Les déclarations de Javier Milei interviennent quatre jours après que le président américain Donald Trump, son allié idéologique, a dit ne pas exclure de "revoir" la position américaine de neutralité concernant l'archipel.
Elles surviennent aussi dans la foulée d'une condamnation par la chancellerie argentine d'un projet d'exploitation pétrolière d'une compagnie britannique au large de l'archipel.
Les Etats-Unis, comme la plupart des pays occidentaux, reconnaissent que le Royaume-Uni administre de facto ces îles, mais ne se prononcent pas sur la souveraineté stricto sensu. Celle-ci fait l'objet d'une résolution en 1965 de l'ONU, qui reconnaît l'existence d'un différend, et enjoint les parties à trouver une solution pacifique.
"Je passe toujours toutes les positions en revue. C'en est une parmi d'autres", avait déclaré lundi le président américain, interrogé sur les Malouines, sans être plus explicite.
Javier Milei s'est aussitôt réjoui de la petite phrase de son homologue américain, évoquant "quelque chose de très fort concernant la cause la plus importante et la plus sacrée pour nous les Argentins".
- "Malvinas Argentinas", partout -
Mardi, une association d'anciens combattants des Malouines et des défenseurs de l'environnement ont intenté une action en justice pour empêcher un projet pétrolier porté par l'entreprise britannique Rockhopper et l'israélienne Navitas au nord de l'archipel.
Les Malouines, administrées de facto par le Royaume Uni depuis une "occupation" (selon le qualificatif argentin) en 1833, occupent une place centrale pour l'identité argentine, à la fois totem et ciment du pays, traversant les clivages politiques, un peu à l'image de la Seleccion de football.
Dans la Constitution, dans les noms de municipalités, dans les manuels scolaires, sur des fresques murales, des autocollants sur les bus, ou même tatoué sur la peau, le slogan "Malvinas Argentinas" est omniprésent.
"Il existe un très large consensus dans la population, mais aussi les élites politiques, sur la légitimité de la revendication de souveraineté", estime pour l'AFP Tomas Mugica, politologue du Centre d’études internationales de l’Université catholique (UCA).
"En revanche, les politiques les plus appropriées pour récupérer cette souveraineté sont sujettes à controverse", ajoute-t-il.
- "Opportunité" pour Milei -
Dans l'actuel contexte politique, les Malouines sont pour M. Milei, "une opportunité de se renforcer sur le plan intérieur, à un moment de relative faiblesse", estime M. Mugica.

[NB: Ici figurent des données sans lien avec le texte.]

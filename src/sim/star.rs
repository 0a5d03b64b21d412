// star.rs - Galaxy stars
//
// Stars orbit on a squashed ellipse; each one's orbit plane is twisted by an
// angle that grows with its distance from the core, which is what draws the
// spiral arms. Distances are stored in projection units (viewport -1..1).

use crate::math::{Random, pack_abgr, remap};
use crate::vertex::StarVertex;

/// Galaxy radius in pixels.
pub const GALAXY_RADIUS: f32 = 300.0;
/// Vertical squash of every orbit.
pub const ELLIPSE_RATIO: f32 = 0.892;
/// Orbit-plane twist per pixel of distance.
pub const ELLIPSE_TWIST: f32 = 0.023_333_333;

// Keeps the core star's speed finite.
const MIN_DISTANCE: f32 = 1e-4;

#[derive(Debug, Clone, Copy, PartialEq, Default)]
pub struct Star {
    pub angle: f32,
    pub distance: f32,
    pub speed: f32,
    /// Cosine of the orbit twist.
    pub s: f32,
    /// Sine of the orbit twist.
    pub t: f32,
}

impl Star {
    /// A new star and its initial vertex (colour, depth and point size are
    /// fixed for life). `scale` maps the galaxy radius into projection units.
    pub fn random(scale: f32, rng: &mut Random) -> (Self, StarVertex) {
        let d = rng.gauss().abs() * GALAXY_RADIUS / 2.0 + rng.range(-4.0, 4.0);
        let z = rng.gauss() * 0.5 * 0.8 * ((GALAXY_RADIUS - d) / GALAXY_RADIUS);
        let twist = -d * ELLIPSE_TWIST;

        let nd = d / GALAXY_RADIUS;
        let byte = |v: f32| v.clamp(0.0, 255.0) as u8;
        let (r, g, b) = if d < GALAXY_RADIUS / 3.0 {
            (byte(220.0 + nd * 35.0), 220, 220)
        } else {
            (180, 180, byte((140.0 + nd * 115.0).clamp(140.0, 255.0)))
        };
        let color = pack_abgr(r, g, b, byte(40.0 + nd * 215.0));

        let distance = remap(-4.0, GALAXY_RADIUS + 4.0, 0.0, scale, d);
        let star = Star {
            angle: rng.range(0.0, core::f32::consts::TAU),
            distance,
            speed: rng.range(0.0015, 0.0025) * (0.5 + scale / distance.max(MIN_DISTANCE)) * 0.8,
            s: twist.cos(),
            t: twist.sin(),
        };
        let vertex = StarVertex {
            color,
            x: 0.0,
            y: 0.0,
            z: z / 5.0,
            size: rng.range(1.2, 2.1) * 6.0,
        };
        (star, vertex)
    }

    /// Move one step along the orbit and write the new position into
    /// `vertex`, shifted horizontally by `x_shift`.
    pub fn orbit(&mut self, x_shift: f32, vertex: &mut StarVertex) {
        let a = self.angle + self.speed;
        let x = self.distance * a.sin();
        let y = self.distance * a.cos() * ELLIPSE_RATIO;
        vertex.x = self.t * x + self.s * y + x_shift;
        vertex.y = self.s * x - self.t * y;
        self.angle = a;
    }
}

La cote de popularité du dirigeant est en baisse depuis 3-4 mois, sur fond d'austérité budgétaire qui pèse sur le plus grand nombre.
"Nous allons déployer tous les instruments de l’Etat, diplomatiques, économiques, judiciaires, afin de dissuader les acteurs étatiques et non étatiques qui portent atteinte à notre souveraineté", a détaillé le président argentin jeudi.
Les Malouines "sont argentines par l’histoire et par le droit, il n’y a aucune discussion à ce sujet", a-t-il insisté, ajoutant que les quelque 3.500 habitants des Malouines, "population implantée sur un territoire usurpé, n’ont pas un droit légitime à l’autodétermination".
Une forme de prudence prévaut toutefois dans le pays quant à la portée potentielle d'un changement de posture américain.
"La question des Malouines sert à Trump pour faire pression sur le Royaume-Uni pour qu’il satisfasse à ses exigences sur le financement de l’Otan, et sur la collaboration dans la guerre en Iran", analyse Tomas Mugica.